Photo from Fantasia Film Festival

From Jeff Nelson

Much like found footage, screenlife films rewire storytelling by trapping us in the glow of device screens. From horror films Unfriended and Host to the suspenseful Missing and Searching, modern cinema is catching up to our chronically online society. Writer/director Ronan Corrigan harnesses the format to tell a nail-biting Gen Z heist story in LifeHack, and sticks the landing.

Gen Z’s digital fluency comes with its own set of dangers. Four online friends – Kyle (Georgie Farmer), Alex (Yasmin Finney), Sid (Roman Hayeck-Green), and Petey (James Vinh Scholz) – start as late-night gamers chatting over Discord, eventually using their niche talents (strategy, artistry, and coding) to scam the scammers for kicks. But when Kyle sets his sights on Elon Musk-like billionaire Don Heard (Charlie Creed-Miles) via his influencer daughter, Lindsey (Jessica Reynolds), the game changes.

Each team member has interests at stake: Kyle craves validation from his estranged father, who works abroad; Petey’s Ivy League dreams are crumbling under his financial restraints; Alex and Sid are drowning in their unfortunate home situations. Kyle especially feels inadequate compared to tech billionaires, who achieved their first world-altering success by the age of 19. So, when they hack Don’s cryptocurrency wallet, they’re sucked into a bigger heist than they bargained for. Suddenly, their futures are on the line.

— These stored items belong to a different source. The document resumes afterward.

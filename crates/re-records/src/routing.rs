//! RoutingDecision record: `spec.md` §3. Grounded on
//! `alert-policy/engine/router.py`'s decision dict shape — in particular
//! `routing_action = allowed_actions[0]`, an unrestricted string
//! pass-through with no fixed vocabulary, which this type preserves instead
//! of collapsing into a closed enum.

use std::collections::BTreeSet;
use std::fmt;

use serde::{Deserialize, Serialize};

use crate::error::Result;
use crate::policy::AuthorityLevel;

/// The literal first entry of a matched rule's `allowed_actions` (or
/// `"notify"` for the explicit default), carried through verbatim —
/// `spec.md` §4.8 scenario 2 requires `allowed_actions: ["isolate"]` to
/// yield `routing_action: "isolate"`, not a generic bucket.
#[derive(Debug, Clone, PartialEq, Eq, Serialize, Deserialize)]
#[serde(transparent)]
pub struct RoutingAction(pub String);

impl RoutingAction {
    pub const NOTIFY: &'static str = "notify";
    pub const ESCALATE: &'static str = "escalate";
    pub const ISOLATE: &'static str = "isolate";
    pub const SUPPRESS: &'static str = "suppress";

    pub fn new(action: impl Into<String>) -> Self {
        Self(action.into())
    }

    pub fn as_str(&self) -> &str {
        &self.0
    }
}

impl fmt::Display for RoutingAction {
    fn fmt(&self, f: &mut fmt::Formatter<'_>) -> fmt::Result {
        f.write_str(&self.0)
    }
}

impl From<&str> for RoutingAction {
    fn from(action: &str) -> Self {
        Self::new(action)
    }
}

impl PartialEq<str> for RoutingAction {
    fn eq(&self, other: &str) -> bool {
        self.0 == other
    }
}

#[derive(Debug, Clone, PartialEq, Eq, Serialize, Deserialize)]
pub struct ExplanationReference {
    pub explanation_template_id: String,
    pub explanation_bundle_id: String,
}

#[derive(Debug, Clone, PartialEq, Serialize, Deserialize)]
pub struct RoutingDecision {
    pub decision_id: String,
    pub alert_id: String,
    pub rule_id: String,
    pub routing_action: RoutingAction,
    pub required_authority: AuthorityLevel,
    pub explanation_reference: ExplanationReference,
    pub decision_timestamp: String,
    #[serde(skip_serializing_if = "Option::is_none")]
    pub ledger_entry_id: Option<String>,
}

const HASH_EXCLUDED: &[&str] = &["ledger_entry_id"];

impl RoutingDecision {
    /// Canonical bytes excluding the derived, non-hashed `ledger_entry_id`
    /// field — the byte image that must be identical between the original
    /// decision and the validator's replayed decision (`spec.md` §8).
    pub fn canonical_for_comparison(&self) -> Result<Vec<u8>> {
        let excluded: BTreeSet<&str> = HASH_EXCLUDED.iter().copied().collect();
        Ok(re_canon::canonical_bytes(self, &excluded)?)
    }
}

#[cfg(test)]
mod tests {
    use super::*;

    #[test]
    fn ledger_entry_id_excluded_from_comparison_bytes() {
        let mut decision = RoutingDecision {
            decision_id: "d1".into(),
            alert_id: "a1".into(),
            rule_id: "r1".into(),
            routing_action: RoutingAction::new(RoutingAction::NOTIFY),
            required_authority: AuthorityLevel::None,
            explanation_reference: ExplanationReference {
                explanation_template_id: "t1".into(),
                explanation_bundle_id: "".into(),
            },
            decision_timestamp: "2026-01-01T00:00:00.000Z".into(),
            ledger_entry_id: None,
        };
        let before = decision.canonical_for_comparison().unwrap();
        decision.ledger_entry_id = Some("le-1".into());
        let after = decision.canonical_for_comparison().unwrap();
        assert_eq!(before, after);
    }
}
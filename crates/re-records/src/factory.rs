//! Caller-provided id and clock sources for `RecordFactory` (`spec.md` §4.5
//! steps 1-2: "from a caller-provided source" / "from a caller-provided
//! clock"), so tests can seed deterministic ids and timestamps.

use chrono::{SecondsFormat, Utc};
use uuid::Uuid;

pub trait IdSource {
    fn next_id(&mut self) -> Uuid;
}

pub trait Clock {
    /// RFC 3339 in UTC with a trailing `Z` (`spec.md` §4.5 step 2).
    fn now_rfc3339(&self) -> String;
}

#[derive(Debug, Default, Clone, Copy)]
pub struct RandomIdSource;

impl IdSource for RandomIdSource {
    fn next_id(&mut self) -> Uuid {
        Uuid::new_v4()
    }
}

#[derive(Debug, Default, Clone, Copy)]
pub struct SystemClock;

impl Clock for SystemClock {
    fn now_rfc3339(&self) -> String {
        Utc::now().to_rfc3339_opts(SecondsFormat::Millis, true)
    }
}

/// Deterministic id source for tests and replay: yields ids from a
/// pre-seeded list in order, then panics if exhausted (a replay driver
/// always knows exactly how many ids it needs).
#[derive(Debug, Clone)]
pub struct SeededIdSource {
    ids: std::collections::VecDeque<Uuid>,
}

impl SeededIdSource {
    pub fn new(ids: impl IntoIterator<Item = Uuid>) -> Self {
        Self {
            ids: ids.into_iter().collect(),
        }
    }
}

impl IdSource for SeededIdSource {
    fn next_id(&mut self) -> Uuid {
        self.ids
            .pop_front()
            .expect("SeededIdSource exhausted before all ids were consumed")
    }
}

/// Deterministic clock for tests and replay: returns a fixed timestamp.
#[derive(Debug, Clone)]
pub struct FixedClock(pub String);

impl Clock for FixedClock {
    fn now_rfc3339(&self) -> String {
        self.0.clone()
    }
}
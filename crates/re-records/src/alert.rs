//! Alert record: `spec.md` §3, chained within an incident by
//! `prev_alert_hash`. Grounded on `alert-engine/engine/deduplicator.py`'s
//! `get_previous_alert_hash` for the chain-linking rule.

use std::collections::BTreeSet;

use serde::{Deserialize, Serialize};

use crate::error::{RecordError, Result};
use crate::factory::{Clock, IdSource};

#[derive(Debug, Clone, Copy, PartialEq, Eq, Serialize, Deserialize)]
#[serde(rename_all = "UPPERCASE")]
pub enum Severity {
    Low,
    Medium,
    High,
    Critical,
}

#[derive(Debug, Clone, PartialEq, Serialize, Deserialize)]
pub struct Alert {
    pub alert_id: String,
    pub incident_id: String,
    pub policy_rule_id: String,
    pub severity: Severity,
    pub risk_score_at_emit: f64,
    pub emitted_at: String,
    pub immutable_hash: String,
    pub prev_alert_hash: String,
    #[serde(skip_serializing_if = "Option::is_none")]
    pub ledger_entry_id: Option<String>,
}

const HASH_EXCLUDED: &[&str] = &["immutable_hash", "ledger_entry_id"];

impl Alert {
    /// Construct a new alert. `prev_alert_hash` is the immutable hash of the
    /// immediately prior alert in the same incident ordered by
    /// `emitted_at`, or the zero hash for the first alert in an incident
    /// (`spec.md` §4.5, kind-specific policy for Alert).
    pub fn new(
        incident_id: impl Into<String>,
        policy_rule_id: impl Into<String>,
        severity: Severity,
        risk_score_at_emit: f64,
        prev_alert_hash: Option<&str>,
        ids: &mut impl IdSource,
        clock: &impl Clock,
    ) -> Result<Self> {
        let incident_id = incident_id.into();
        let policy_rule_id = policy_rule_id.into();
        if incident_id.is_empty() {
            return Err(RecordError::MissingField {
                field: "incident_id",
            });
        }
        if policy_rule_id.is_empty() {
            return Err(RecordError::MissingField {
                field: "policy_rule_id",
            });
        }
        if !(0.0..=100.0).contains(&risk_score_at_emit) {
            return Err(RecordError::OutOfRange(
                "risk_score_at_emit",
                0.0,
                100.0,
                risk_score_at_emit,
            ));
        }

        let mut alert = Alert {
            alert_id: ids.next_id().to_string(),
            incident_id,
            policy_rule_id,
            severity,
            risk_score_at_emit,
            emitted_at: clock.now_rfc3339(),
            immutable_hash: String::new(),
            prev_alert_hash: prev_alert_hash
                .map(str::to_string)
                .unwrap_or_else(re_canon::zero_hash),
            ledger_entry_id: None,
        };
        alert.immutable_hash = Self::compute_hash(&alert)?;
        Ok(alert)
    }

    fn compute_hash(alert: &Alert) -> Result<String> {
        let excluded: BTreeSet<&str> = HASH_EXCLUDED.iter().copied().collect();
        Ok(re_canon::sha256_of_canonical(alert, &excluded)?)
    }

    /// Recompute `immutable_hash` for integrity checking (used by the
    /// validator's simulation checks).
    pub fn recompute_hash(&self) -> Result<String> {
        Self::compute_hash(self)
    }
}

/// Pick the previous alert's `immutable_hash` for chaining, given all alerts
/// for an incident ordered by `emitted_at` ascending (`spec.md` §4.5).
pub fn prev_alert_hash_for(incident_alerts_by_emitted_at: &[&Alert]) -> String {
    match incident_alerts_by_emitted_at.last() {
        Some(a) => a.immutable_hash.clone(),
        None => re_canon::zero_hash(),
    }
}

#[cfg(test)]
mod tests {
    use super::*;
    use crate::factory::{FixedClock, SeededIdSource};
    use uuid::Uuid;

    #[test]
    fn first_alert_in_incident_has_zero_prev_hash() {
        let mut ids = SeededIdSource::new([Uuid::nil()]);
        let clock = FixedClock("2026-01-01T00:00:00.000Z".into());
        let alert = Alert::new(
            "I1",
            "R-ISO",
            Severity::High,
            80.0,
            None,
            &mut ids,
            &clock,
        )
        .unwrap();
        assert_eq!(alert.prev_alert_hash, re_canon::zero_hash());
        assert_eq!(alert.immutable_hash.len(), 64);
    }

    #[test]
    fn rejects_out_of_range_score() {
        let mut ids = SeededIdSource::new([Uuid::nil()]);
        let clock = FixedClock("2026-01-01T00:00:00.000Z".into());
        let err = Alert::new("I1", "R-ISO", Severity::High, 150.0, None, &mut ids, &clock)
            .unwrap_err();
        assert!(matches!(err, RecordError::OutOfRange(..)));
    }

    #[test]
    fn hash_is_stable_across_reserialization() {
        let mut ids = SeededIdSource::new([Uuid::nil()]);
        let clock = FixedClock("2026-01-01T00:00:00.000Z".into());
        let alert = Alert::new("I1", "R-ISO", Severity::High, 80.0, None, &mut ids, &clock)
            .unwrap();
        let json = serde_json::to_string(&alert).unwrap();
        let parsed: Alert = serde_json::from_str(&json).unwrap();
        assert_eq!(parsed.recompute_hash().unwrap(), alert.immutable_hash);
    }
}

The stakes escalate with every move, generating monumental tension. Their fun evaporates when consequences come knocking. Much of the anxiety comes from how convincing it all is. The hacking is more believable than typical Hollywood fare, and Corrigan’s clever screenplay nails Gen Z’s vernacular. Dialogue and slang feel authentic, not like an older writer’s forced imitation. When the stakes feel as real as they do here, the stress becomes palpable.

LifeHack isn’t all palm-sweating thrills. It balances comedy through screen-cluttering memes and their natural interactions. Jokes and tension flow naturally, thanks to a script that never sidelines its characters for the heist. The performances aren’t showy, but this cast succeeds in making their dynamics feel lived-in. You believe these friends have bonded over years of gaming, and some of their most serious conversations unravel while playing.

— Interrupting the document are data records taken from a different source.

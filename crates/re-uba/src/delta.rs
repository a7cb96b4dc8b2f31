//! DeltaClassifier: `spec.md` §4.12. Classification is type-only — it makes
//! **no** statement about severity, intent, or threat, matching
//! `hnmp/engine/host_normalizer.py`'s strict facts-only normalization.

use re_records::{Delta, DeltaType, IdSource, ObservedFeatures, Window};

/// Compares a prior baseline's observed multiset against a fresh one over
/// an explicit window, emitting one `Delta` per new key or per-key
/// frequency shift. Never compares hashes directly — a drifted hash only
/// tells you *that* something changed, not *what*.
pub struct DeltaClassifier;

impl DeltaClassifier {
    pub fn classify(
        identity_id: impl Into<String>,
        before: &ObservedFeatures,
        after: &ObservedFeatures,
        window: &Window,
        ids: &mut impl IdSource,
    ) -> Vec<Delta> {
        let identity_id = identity_id.into();
        let mut deltas = Vec::new();

        classify_map(
            &identity_id,
            &before.event_types,
            &after.event_types,
            DeltaType::NewEventType,
            window,
            ids,
            &mut deltas,
        );
        classify_map(
            &identity_id,
            &before.hosts,
            &after.hosts,
            DeltaType::NewHost,
            window,
            ids,
            &mut deltas,
        );
        classify_map(
            &identity_id,
            &before.time_buckets,
            &after.time_buckets,
            DeltaType::NewTimeBucket,
            window,
            ids,
            &mut deltas,
        );
        classify_map(
            &identity_id,
            &before.privileges,
            &after.privileges,
            DeltaType::NewPrivilege,
            window,
            ids,
            &mut deltas,
        );

        deltas
    }
}

fn classify_map(
    identity_id: &str,
    before: &std::collections::BTreeMap<String, u64>,
    after: &std::collections::BTreeMap<String, u64>,
    new_key_type: DeltaType,
    window: &Window,
    ids: &mut impl IdSource,
    out: &mut Vec<Delta>,
) {
    for (field, after_count) in after {
        match before.get(field) {
            None => out.push(Delta {
                delta_id: ids.next_id().to_string(),
                identity_id: identity_id.to_string(),
                delta_type: new_key_type,
                field: field.clone(),
                value: after_count.to_string(),
                window_start: window.start.clone(),
                window_end: window.end.clone(),
            }),
            Some(before_count) if before_count != after_count => out.push(Delta {
                delta_id: ids.next_id().to_string(),
                identity_id: identity_id.to_string(),
                delta_type: DeltaType::FrequencyShift,
                field: field.clone(),
                value: format!("{before_count}->{after_count}"),
                window_start: window.start.clone(),
                window_end: window.end.clone(),
            }),
            Some(_) => {}
        }
    }
}

#[cfg(test)]
mod tests {
    use super::*;
    use re_records::SeededIdSource;
    use uuid::Uuid;

    fn window() -> Window {
        Window::new("2026-01-01T00:00:00.000Z", "2026-01-08T00:00:00.000Z")
    }

    #[test]
    fn new_event_type_is_classified_as_new_event_type() {
        let before = ObservedFeatures::default();
        let mut after = ObservedFeatures::default();
        after.event_types.insert("login".into(), 1);

        let mut ids = SeededIdSource::new([Uuid::nil()]);
        let deltas = DeltaClassifier::classify("alice", &before, &after, &window(), &mut ids);

        assert_eq!(deltas.len(), 1);
        assert_eq!(deltas[0].delta_type, DeltaType::NewEventType);
        assert_eq!(deltas[0].field, "login");
    }

    #[test]
    fn changed_frequency_is_classified_as_frequency_shift() {
        let mut before = ObservedFeatures::default();
        before.hosts.insert("host-1".into(), 2);
        let mut after = ObservedFeatures::default();
        after.hosts.insert("host-1".into(), 9);

        let mut ids = SeededIdSource::new([Uuid::nil()]);
        let deltas = DeltaClassifier::classify("alice", &before, &after, &window(), &mut ids);

        assert_eq!(deltas.len(), 1);
        assert_eq!(deltas[0].delta_type, DeltaType::FrequencyShift);
        assert_eq!(deltas[0].value, "2->9");
    }

    #[test]
    fn identical_features_yield_no_deltas() {
        let mut features = ObservedFeatures::default();
        features.event_types.insert("login".into(), 1);

        let mut ids = SeededIdSource::new([]);
        let deltas = DeltaClassifier::classify("alice", &features.clone(), &features, &window(), &mut ids);

        assert!(deltas.is_empty());
    }
}
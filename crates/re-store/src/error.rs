use std::path::PathBuf;

#[derive(Debug, thiserror::Error)]
pub enum StoreError {
    #[error("store '{0}' is open read-only")]
    ReadOnly(PathBuf),
    #[error("could not acquire exclusive write lock on '{0}' (another writer holds it)")]
    LockContended(PathBuf),
    #[error("I/O error on '{path}': {source}")]
    Io {
        path: PathBuf,
        #[source]
        source: std::io::Error,
    },
    #[error("store contains non-UTF-8 bytes: '{0}'")]
    NotUtf8(PathBuf),
    #[error("malformed record at line {line} of '{path}': {source}")]
    MalformedRecord {
        path: PathBuf,
        line: usize,
        #[source]
        source: serde_json::Error,
    },
    #[error("canonicalization failed: {0}")]
    Canon(#[from] re_canon::CanonError),
    #[error("range [{start}, {end}) out of bounds for store of {len} records")]
    RangeOutOfBounds {
        start: usize,
        end: usize,
        len: usize,
    },
}

pub type Result<T> = std::result::Result<T, StoreError>;
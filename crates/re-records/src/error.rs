//! Input-rejected errors for record construction (`spec.md` §7.1): malformed
//! record, missing required field, unknown enum value. Every `RecordFactory`
//! constructor fails before any state change on these variants.

#[derive(Debug, thiserror::Error)]
pub enum RecordError {
    #[error("required field '{field}' is empty")]
    MissingField { field: &'static str },
    #[error("invalid value for '{field}': {value}")]
    InvalidEnumValue { field: &'static str, value: String },
    #[error("{0} must be in [{1}, {2}], got {3}")]
    OutOfRange(&'static str, f64, f64, f64),
    #[error("canonicalization failed: {0}")]
    Canon(#[from] re_canon::CanonError),
    #[error("referential invariant violated: {0}")]
    Referential(String),
    #[error("artifact file operation failed: {0}")]
    ArtifactFile(#[from] re_canon::FileHashError),
}

pub type Result<T> = std::result::Result<T, RecordError>;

The computer-set POV isn’t for everyone, but LifeHack is a thrilling embodiment of what screenlife movies are capable of. It’s a nerve-shredding heist flick that prioritizes storytelling over gimmickry. Thanks to Corrigan and Sasha Kletsov’s razor-sharp editing and the richly drawn characters, this film rises above the others in this category. It’s a stunning feature debut, screenlife or not.

Rating: 4/5

LifeHack played at Fantasia 2025 on July 29th.